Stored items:
↓↓↓
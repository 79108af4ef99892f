use clap::Parser;

#[derive(Parser, Clone, Debug)]
pub struct Config {
    #[clap(env, long, default_value = "local")]
    pub environment: String,
    #[clap(env, long, default_value_t = 3000)]
    pub port: u16,
    /// Comma separated list of origins allowed by CORS.
    #[clap(env, long, default_value = "http://localhost:8080")]
    pub origin_urls: String,
    /// File path or http(s) URL of the bundled restaurants file.
    #[clap(env, long, default_value = "data/restaurants.json")]
    pub catalog_location: String,
    #[clap(env, long)]
    pub google_api_key: String,
    #[clap(env, long, default_value = "https://maps.googleapis.com/maps/api/place")]
    pub places_base_url: String,
    #[clap(env, long, default_value_t = 2500)]
    pub search_radius_meters: u32,
    #[clap(env, long, default_value = "restaurant")]
    pub search_keyword: String,
}
use std::collections::HashMap;
use tracing::warn;

use crate::error::FinderError;
use crate::models::restaurant::Restaurant;

/// In-memory registry for one fetch-render cycle. Entries are never removed;
/// the next cycle builds a fresh store with a higher generation.
#[derive(Debug, Default)]
pub struct RestaurantStore {
    generation: u64,
    restaurants: Vec<Restaurant>,
    index: HashMap<String, usize>,
}

impl RestaurantStore {
    pub fn new(generation: u64) -> Self {
        Self {
            generation,
            restaurants: Vec::new(),
            index: HashMap::new(),
        }
    }

    /// Builds the next cycle's store from a merged list.
    pub fn from_merged(
        generation: u64,
        restaurants: Vec<Restaurant>,
    ) -> Self {
        let mut store = Self::new(generation);
        for restaurant in restaurants {
            if let Err(e) = store.insert(restaurant) {
                warn!("Skipping restaurant while filling store due to: {}", e);
            }
        }
        store
    }

    pub fn generation(&self) -> u64 {
        self.generation
    }

    pub fn insert(
        &mut self,
        restaurant: Restaurant,
    ) -> Result<(), FinderError> {
        if restaurant.place_id.is_empty() {
            return Err(FinderError::MalformedRecord(format!(
                "{} has no identifier",
                restaurant.name
            )));
        }
        if self.index.contains_key(&restaurant.place_id) {
            return Err(FinderError::InvalidInput(format!(
                "duplicate identifier: {}",
                restaurant.place_id
            )));
        }

        self.index.insert(restaurant.place_id.clone(), self.restaurants.len());
        self.restaurants.push(restaurant);
        Ok(())
    }

    pub fn get(&self, place_id: &str) -> Option<&Restaurant> {
        self.index.get(place_id).map(|position| &self.restaurants[*position])
    }

    pub fn get_mut(&mut self, place_id: &str) -> Option<&mut Restaurant> {
        match self.index.get(place_id) {
            Some(position) => self.restaurants.get_mut(*position),
            None => None,
        }
    }

    pub fn iter(&self) -> impl Iterator<Item = &Restaurant> {
        self.restaurants.iter()
    }

    pub fn len(&self) -> usize {
        self.restaurants.len()
    }

    pub fn is_empty(&self) -> bool {
        self.restaurants.is_empty()
    }
}

#[cfg(test)]
mod tests {
    use super::*;
    use crate::models::restaurant::RawRecord;
    use crate::services::fixtures::local_record;

    fn restaurant(id: &str) -> Restaurant {
        let mut restaurant = Restaurant::from_raw(RawRecord::Local(local_record("seed", 0.0, 0.0, 3.0))).unwrap();
        restaurant.place_id = id.to_string();
        restaurant.name = format!("Place {}", id);
        restaurant
    }

    #[test]
    fn keeps_insertion_order_and_looks_up_by_id() {
        let store = RestaurantStore::from_merged(1, vec![restaurant("b"), restaurant("a")]);

        let ids: Vec<&str> = store.iter().map(|r| r.place_id.as_str()).collect();
        assert_eq!(ids, vec!["b", "a"]);
        assert_eq!(store.get("a").unwrap().name, "Place a");
        assert!(store.get("c").is_none());
        assert_eq!(store.generation(), 1);
    }

    #[test]
    fn rejects_empty_and_duplicate_ids() {
        let mut store = RestaurantStore::new(0);

        assert!(store.insert(restaurant("a")).is_ok());
        assert!(matches!(store.insert(restaurant("a")), Err(FinderError::InvalidInput(_))));
        assert!(matches!(store.insert(restaurant("")), Err(FinderError::MalformedRecord(_))));
        assert_eq!(store.len(), 1);
    }

    #[test]
    fn from_merged_drops_duplicates() {
        let store = RestaurantStore::from_merged(2, vec![restaurant("a"), restaurant("a")]);
        assert_eq!(store.len(), 1);
    }
}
↑↑↑
> [TASK GOAL]:
Wherever the word "MalformedRecord" occurs in the data, copy that whole line.

> [OUTPUT BELOW]:
            return Err(FinderError::MalformedRecord(format!(
        assert!(matches!(store.insert(restaurant("")), Err(FinderError::MalformedRecord(_))));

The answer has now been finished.